I was frightened of men, I hated myself, I couldn't get in a real relationship for years and years and years. I have anxiety. I get depressed too easily. I have good friends now, yet I still frequently feel very alone and I think I'm not very good at the friendship thing. I often wonder if I'd really be missed that much by any of my friends. It's probably irrational, but I fear I don't give enough. I have had years and years and years of therapy with a variety of different therapists and different therapeutic modalities. Hell, i became a therapist - how many more hours of therapy can a person give themselves? And here I am, fifty years old and I was bullied and it has thrown me right back there. Right back to sixth grade. Today in a meeting the bully and another colleague - one he accused me of getting in power struggles with - were all chatty with each other and went to his office together after the meeting. I immediately felt devastated. I had to close my office door because I couldn't stop crying. It was like I was 10 years old again. What were they plotting against me? What were they saying? I just desperately want to get out of that job. I did file a report of action, but it's just going to sit there in the human resources office, because I was too afraid to bring it to my supervisors who are acting in their role and are pretty much children with very little real skill or experience in handling this sort of thing. I fear it would lead to more, not less bullying. I just want out.

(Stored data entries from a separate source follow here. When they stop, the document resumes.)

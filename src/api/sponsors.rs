//! Sponsor API endpoints.

use axum::{
    extract::{Path, State},
    Extension, Json,
};
use serde_json::json;

use super::{error, reindex_sponsor, require_text, success, unindex, written, ApiResult};
use crate::audit;
use crate::auth::{Access, Actor};
use crate::errors::AppError;
use crate::models::{
    CreateSponsorRequest, CreateSponsorTimelineEventRequest, Sponsor, SponsorTimelineEvent,
    StudentWithRecord, UpdateSponsorRequest,
};
use crate::search::EntryKind;
use crate::AppState;

/// GET /api/sponsors - List all sponsors.
pub async fn list_sponsors(State(state): State<AppState>) -> ApiResult<Vec<Sponsor>> {
    let revision_id = state.repo.get_revision_id().await.unwrap_or(0);

    match state.repo.list_sponsors().await {
        Ok(sponsors) => success(sponsors, revision_id),
        Err(e) => error(e, revision_id),
    }
}

/// GET /api/sponsors/{id} - Get a single sponsor.
pub async fn get_sponsor(
    State(state): State<AppState>,
    Path(id): Path<String>,
) -> ApiResult<Sponsor> {
    let revision_id = state.repo.get_revision_id().await.unwrap_or(0);

    match state.repo.get_sponsor(&id).await {
        Ok(Some(sponsor)) => success(sponsor, revision_id),
        Ok(None) => error(
            AppError::NotFound(format!("Sponsor {} not found", id)),
            revision_id,
        ),
        Err(e) => error(e, revision_id),
    }
}

/// POST /api/sponsors - Create a sponsor.
pub async fn create_sponsor(
    State(state): State<AppState>,
    Extension(actor): Extension<Actor>,
    Json(request): Json<CreateSponsorRequest>,
) -> ApiResult<Sponsor> {
    let revision_id = state.repo.get_revision_id().await.unwrap_or(0);

    if let Err(e) = actor.authorize(Access::Write) {
        return error(e, revision_id);
    }

    let result = state.repo.create_sponsor(&request).await;
    if let Ok(sponsor) = &result {
        reindex_sponsor(&state, sponsor).await;
        audit::record(
            state.repo.pool(),
            actor.name(),
            "create",
            "sponsor",
            Some(&sponsor.id),
            Some(json!({ "name": sponsor.display_name() })),
        )
        .await;
    }
    written(&state, revision_id, result).await
}

/// PUT /api/sponsors/{id} - Update a sponsor, honoring `expectedVersion`.
pub async fn update_sponsor(
    State(state): State<AppState>,
    Extension(actor): Extension<Actor>,
    Path(id): Path<String>,
    Json(request): Json<UpdateSponsorRequest>,
) -> ApiResult<Sponsor> {
    let revision_id = state.repo.get_revision_id().await.unwrap_or(0);

    if let Err(e) = actor.authorize(Access::Write) {
        return error(e, revision_id);
    }

    let result = state.repo.update_sponsor(&id, &request).await;
    if let Ok(sponsor) = &result {
        reindex_sponsor(&state, sponsor).await;
        audit::record(
            state.repo.pool(),
            actor.name(),
            "update",
            "sponsor",
            Some(&id),
            Some(json!({ "version": sponsor.version, "updateEmail": sponsor.update_email() })),
        )
        .await;
    }
    written(&state, revision_id, result).await
}

/// DELETE /api/sponsors/{id} - Delete a sponsor; its students lose the link but survive.
pub async fn delete_sponsor(
    State(state): State<AppState>,
    Extension(actor): Extension<Actor>,
    Path(id): Path<String>,
) -> ApiResult<()> {
    let revision_id = state.repo.get_revision_id().await.unwrap_or(0);

    if let Err(e) = actor.authorize(Access::Write) {
        return error(e, revision_id);
    }

    let result = state.repo.delete_sponsor(&id).await;
    if result.is_ok() {
        unindex(&state, EntryKind::Sponsor, &id).await;
        audit::record(state.repo.pool(), actor.name(), "delete", "sponsor", Some(&id), None).await;
    }
    written(&state, revision_id, result).await
}

/// GET /api/sponsors/{id}/students - Students currently sponsored.
pub async fn list_sponsor_students(
    State(state): State<AppState>,
    Path(id): Path<String>,
) -> ApiResult<Vec<StudentWithRecord>> {
    let revision_id = state.repo.get_revision_id().await.unwrap_or(0);

    match state.repo.get_sponsor(&id).await {
        Ok(Some(_)) => {}
        Ok(None) => {
            return error(
                AppError::NotFound(format!("Sponsor {} not found", id)),
                revision_id,
            )
        }
        Err(e) => return error(e, revision_id),
    }

    match state.repo.list_students(Some(&id)).await {
        Ok(students) => success(students, revision_id),
        Err(e) => error(e, revision_id),
    }
}

/// GET /api/sponsors/{id}/timeline - Sponsor timeline, newest first.
pub async fn list_sponsor_timeline(
    State(state): State<AppState>,
    Path(id): Path<String>,
) -> ApiResult<Vec<SponsorTimelineEvent>> {
    let revision_id = state.repo.get_revision_id().await.unwrap_or(0);

    match state.repo.list_sponsor_timeline(&id).await {
        Ok(events) => success(events, revision_id),
        Err(e) => error(e, revision_id),
    }
}

/// POST /api/sponsors/{id}/timeline - Append a timeline entry.
pub async fn create_sponsor_timeline_event(
    State(state): State<AppState>,
    Extension(actor): Extension<Actor>,
    Path(id): Path<String>,
    Json(request): Json<CreateSponsorTimelineEventRequest>,
) -> ApiResult<SponsorTimelineEvent> {
    let revision_id = state.repo.get_revision_id().await.unwrap_or(0);

    if let Err(e) = actor
        .authorize(Access::Write)
        .and_then(|_| require_text(&request.title, "title"))
    {
        return error(e, revision_id);
    }

    let result = state.repo.create_sponsor_timeline_event(&id, &request).await;
    if let Ok(event) = &result {
        audit::record(
            state.repo.pool(),
            actor.name(),
            "create",
            "sponsor_timeline_event",
            Some(&event.id),
            Some(json!({ "sponsorId": id, "eventType": event.event_type })),
        )
        .await;
    }
    written(&state, revision_id, result).await
}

Part of me is asking questions like, "how does one run a program without sometimes drawing lines in the sand?" "How can any gossip I share be ruining the organization when the place is a cesspool of gossip?" "Doesn't it take two people to have a power struggle?" I know this is the healthy place I need to be. I know that nothing he accused me of qualifies me for any worst person of the year award. I know anyone who sees me in such black and white terms doesn't see me clearly. I know all this. But I'm crying as i write this. I feel like I need to fix myself. If only I can fix myself enough, then I can protect myself and maybe be liked.
I know this diary probably won't actually go anywhere. It isn't really political and it isn't breaking news and it doesn't make anybody important look bad. It's just, well, personal and I needed to write it, so for anyone who came along on the journey, thanks for listening. Maybe some of you have your own bullying stories. Maybe we can share and support each other.